El ambientalista aseguró que los ríos en Brasil son usados como un "basurero", lo que -dijo- pudo comprobar en un viaje que hizo, también en un barco a pedales, por el río San Francisco, en 2003.
"Lamentablemente, la gente no es consciente de que tirando basura en los ríos está contribuyendo a las continuas crecidas que siempre terminan en tragedias, que dejan personas sin hogar y muertos", dijo el ambientalista.
En esta peculiar travesía de 3.200 kilómetros, "Zé do Pedal" pasará por "los ríos más contaminados de Brasil": el Piracicaba, el Tieté, el Paraná y ya en suelo argentino, los ríos Luján y de La Plata.
Poco después de su salida, el ambientalista declaró sentirse "muy animado" para completar la hazaña y denunció las primeras muestras de "alta contaminación" del río Piracicaba, en cuyas aguas encontró, a pocos metros de la salida, un sofá tirado.

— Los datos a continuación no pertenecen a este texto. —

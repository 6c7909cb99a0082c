//! # Unscented Kalman Filter
//!
//! Filters one 3-vector channel (a position, or Euler angles in degrees).
//!
//! ## Model
//!
//! - State and measurement are the same 3-vector; the process and
//!   measurement models are the identity.
//! - Process noise `Q = q²·I`, measurement noise `R = r²·I`.
//! - Scaled sigma points (van der Merwe): `α = 1e-3`, `β = 2`, `κ = 0`.
//! - The first measurement seeds the state unfiltered.
//!
//! ```text
//!   predict:  χ = σ(x, P)          x⁻, P⁻ = UT(χ) + Q
//!   update:   χ = σ(x⁻, P⁻)        ẑ, S   = UT(χ) + R
//!             K = Pxz · S⁻¹        x = x⁻ + K(z − ẑ)    P = P⁻ − K S Kᵀ
//! ```

use nalgebra::{Matrix3, Vector3};

use crate::config::KalmanNoise;

const DIM: usize = 3;
const SIGMA_POINTS: usize = 2 * DIM + 1;

/// Added to the diagonal when the covariance stops being positive definite.
const JITTER: f64 = 1e-9;

/// Sigma-point spread.
pub const ALPHA: f64 = 1e-3;
/// Prior knowledge of the distribution (2 is optimal for Gaussians).
pub const BETA: f64 = 2.0;
/// Secondary scaling.
pub const KAPPA: f64 = 0.0;

#[derive(Clone, Copy, Debug, PartialEq)]
struct SigmaWeights {
    /// `n + λ`
    spread: f64,
    mean: [f64; SIGMA_POINTS],
    covariance: [f64; SIGMA_POINTS],
}

impl SigmaWeights {
    fn merwe(alpha: f64, beta: f64, kappa: f64) -> Self {
        let n = DIM as f64;
        let lambda = alpha * alpha * (n + kappa) - n;
        let spread = n + lambda;

        let mut mean = [0.5 / spread; SIGMA_POINTS];
        let mut covariance = mean;
        mean[0] = lambda / spread;
        covariance[0] = lambda / spread + (1.0 - alpha * alpha + beta);

        Self {
            spread,
            mean,
            covariance,
        }
    }
}

/// Sigma-point Kalman filter over one 3-vector channel.
#[derive(Clone, Debug)]
pub struct UnscentedKalmanFilter {
    noise: KalmanNoise,
    process: Matrix3<f64>,
    measurement: Matrix3<f64>,
    state: Vector3<f64>,
    covariance: Matrix3<f64>,
    weights: SigmaWeights,
    initialized: bool,
    updates: u64,
    recoveries: u64,
}

impl UnscentedKalmanFilter {
    /// Creates a filter with no state yet.
    #[must_use]
    pub fn new(noise: KalmanNoise) -> Self {
        Self {
            noise,
            process: Matrix3::identity() * (noise.q * noise.q),
            measurement: Matrix3::identity() * (noise.r * noise.r),
            state: Vector3::zeros(),
            covariance: Matrix3::identity(),
            weights: SigmaWeights::merwe(ALPHA, BETA, KAPPA),
            initialized: false,
            updates: 0,
            recoveries: 0,
        }
    }

    /// Runs one predict/correct cycle.
    pub fn update(&mut self, measurement: [f64; 3]) {
        let z = Vector3::from(measurement);
        self.updates += 1;

        if !self.initialized {
            self.state = z;
            self.initialized = true;
            return;
        }

        // Predict through the identity process model.
        let sigmas = self.sigma_points(self.state, self.covariance);
        let (predicted, predicted_covariance) = self.unscented_transform(&sigmas, &self.process);

        // Correct through the identity measurement model.
        let sigmas = self.sigma_points(predicted, predicted_covariance);
        let (expected, innovation_covariance) = self.unscented_transform(&sigmas, &self.measurement);

        let mut cross = Matrix3::zeros();
        for (weight, sigma) in self.weights.covariance.iter().zip(&sigmas) {
            let deviation = sigma - predicted;
            cross += (deviation * (sigma - expected).transpose()) * *weight;
        }

        let Some(inverse) = innovation_covariance.try_inverse() else {
            tracing::warn!(q = self.noise.q, r = self.noise.r, "singular innovation covariance, correction skipped");
            self.state = predicted;
            self.covariance = predicted_covariance;
            return;
        };

        let gain = cross * inverse;
        self.state = predicted + gain * (z - expected);
        let covariance = predicted_covariance - gain * innovation_covariance * gain.transpose();
        self.covariance = (covariance + covariance.transpose()) * 0.5;
    }

    /// Current estimate.
    #[must_use]
    pub fn state(&self) -> [f64; 3] {
        [self.state.x, self.state.y, self.state.z]
    }

    /// Current estimate covariance.
    #[must_use]
    pub const fn covariance(&self) -> &Matrix3<f64> {
        &self.covariance
    }

    /// Returns true once the first measurement was seen.
    #[must_use]
    pub const fn is_initialized(&self) -> bool {
        self.initialized
    }

    /// Noise this filter was built with.
    #[must_use]
    pub const fn noise(&self) -> KalmanNoise {
        self.noise
    }

    /// Number of measurements processed.
    #[must_use]
    pub const fn updates(&self) -> u64 {
        self.updates
    }

    /// Number of times the covariance had to be repaired.
    #[must_use]
    pub const fn recoveries(&self) -> u64 {
        self.recoveries
    }

    fn sigma_points(&mut self, mean: Vector3<f64>, covariance: Matrix3<f64>) -> [Vector3<f64>; SIGMA_POINTS] {
        let root = self.scaled_root(covariance);
        let mut sigmas = [mean; SIGMA_POINTS];
        for (i, column) in root.column_iter().enumerate() {
            sigmas[1 + i] = mean + column;
            sigmas[1 + DIM + i] = mean - column;
        }
        sigmas
    }

    /// Lower Cholesky factor of `(n + λ)·P`, repairing `P` when needed.
    fn scaled_root(&mut self, covariance: Matrix3<f64>) -> Matrix3<f64> {
        let spread = self.weights.spread;
        if let Some(cholesky) = (covariance * spread).cholesky() {
            return cholesky.l();
        }

        self.recoveries += 1;
        let repaired = (covariance + covariance.transpose()) * 0.5 + Matrix3::identity() * JITTER;
        if let Some(cholesky) = (repaired * spread).cholesky() {
            tracing::debug!("covariance symmetrized");
            self.covariance = repaired;
            return cholesky.l();
        }

        tracing::warn!(q = self.noise.q, r = self.noise.r, "covariance lost positive definiteness, reset to identity");
        self.covariance = Matrix3::identity();
        Matrix3::identity() * spread.sqrt()
    }

    fn unscented_transform(
        &self,
        sigmas: &[Vector3<f64>; SIGMA_POINTS],
        noise: &Matrix3<f64>,
    ) -> (Vector3<f64>, Matrix3<f64>) {
        // Summing offsets from the centre point keeps precision despite the
        // large opposite-signed weights a small alpha produces.
        let centre = sigmas[0];
        let mut mean = centre;
        for (weight, sigma) in self.weights.mean.iter().zip(sigmas).skip(1) {
            mean += (sigma - centre) * *weight;
        }

        let mut covariance = *noise;
        for (weight, sigma) in self.weights.covariance.iter().zip(sigmas) {
            let deviation = sigma - mean;
            covariance += (deviation * deviation.transpose()) * *weight;
        }
        (mean, covariance)
    }
}

#[cfg(test)]
mod tests {
    use super::*;
    use rand::rngs::StdRng;
    use rand::{Rng, SeedableRng};

    fn distance(a: [f64; 3], b: [f64; 3]) -> f64 {
        a.iter().zip(b).map(|(a, b)| (a - b).powi(2)).sum::<f64>().sqrt()
    }

    #[test]
    fn test_weights_sum_to_one() {
        let weights = SigmaWeights::merwe(ALPHA, BETA, KAPPA);
        let sum: f64 = weights.mean.iter().sum();
        assert!((sum - 1.0).abs() < 1e-6);
        assert!((weights.spread - 3e-6).abs() < 1e-12);
    }

    #[test]
    fn test_first_update_passes_through() {
        let mut filter = UnscentedKalmanFilter::new(KalmanNoise::BONE);
        assert!(!filter.is_initialized());
        filter.update([0.25, -4.0, 7.5]);
        assert_eq!(filter.state(), [0.25, -4.0, 7.5]);
    }

    #[test]
    fn test_constant_measurement_converges() {
        for noise in [KalmanNoise::ROOT, KalmanNoise::BONE] {
            let mut filter = UnscentedKalmanFilter::new(noise);
            filter.update([0.0, 0.0, 0.0]);
            for _ in 0..20 {
                filter.update([1.0, 2.0, 3.0]);
            }
            assert!(distance(filter.state(), [1.0, 2.0, 3.0]) < 1e-3, "{noise:?}");
        }
    }

    #[test]
    fn test_noisy_measurements_are_smoothed() {
        let mut rng = StdRng::seed_from_u64(7);
        let mut filter = UnscentedKalmanFilter::new(KalmanNoise { q: 0.001, r: 0.05 });
        let truth = [1.0, 2.0, 3.0];
        for _ in 0..300 {
            let noisy = truth.map(|v| v + rng.gen_range(-0.05..0.05));
            filter.update(noisy);
        }
        assert!(distance(filter.state(), truth) < 0.02);
        assert!(filter.covariance()[(0, 0)] < 0.05 * 0.05);
    }

    #[test]
    fn test_covariance_stays_positive_definite() {
        let mut filter = UnscentedKalmanFilter::new(KalmanNoise::ROOT);
        for step in 0..200 {
            let t = f64::from(step) * 0.1;
            filter.update([t.sin(), t.cos(), t]);
        }
        assert!(filter.covariance().cholesky().is_some());
        assert_eq!(filter.recoveries(), 0);
        assert_eq!(filter.updates(), 200);
    }

    #[test]
    fn test_broken_covariance_is_recovered() {
        let mut filter = UnscentedKalmanFilter::new(KalmanNoise::BONE);
        filter.update([1.0, 1.0, 1.0]);
        filter.covariance = Matrix3::from_diagonal_element(-1.0);
        filter.update([1.0, 1.0, 1.0]);
        assert!(filter.recoveries() >= 1);
        assert!(filter.state().iter().all(|v| v.is_finite()));
    }
}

El barco, bautizado como Pet Bateau por el propio "Zé do Pedal", está construido con 240 botellas de plástico de dos litros donadas por una empresa dedicada al reciclaje de papeles, metales y plásticos, pesa aproximadamente 80 kilos y tiene un coste estimado de mil reales (unos 530 dólares).
El sistema de propulsión es similar al que usaban los antiguos barcos a vapor que bajaban el río Mississippi, pero alimentado esta vez por unas cadenas y un par de pedales.
La inauguración del Pet Bateau fue el 30 de octubre, cuando el aventurero cruzó la Bahía de Guanabara en Río de Janeiro, que a juicio del ciclista es "la más contaminada" del país.
"Voy llamar la atención de toda la población sobre la importancia de preservar los ríos. Cada uno de nosotros tenemos nuestra parte de culpa en la degradación del medio ambiente y toca a cada cual hacer su parte para la recuperación del planeta", destacó.
El ambientalista regresó así a las aguas dos años después de haber interrumpido su proyecto "De la libertad al Cristo", un viaje que comenzó en marzo de 2004 a los pies de la estatua de la Libertad, en Nueva York, y terminó en la Península de Yucatán, en México, cuando su barco a pedal se vio afectado por el huracán Rita, tras recorrer diez mil kilómetros en 18 meses de viaje.
"Zé do Pedal" empezó sus aventuras en 1981, cuando con su inseparable bicicleta puso rumbo desde Brasil al mundial de fútbol en España.
En enero de ese año pedaleó alrededor del planeta, pasó por 54 países y después de cuatro años llegó a México, en 1986, para asistir nuevamente a un mundial de fútbol.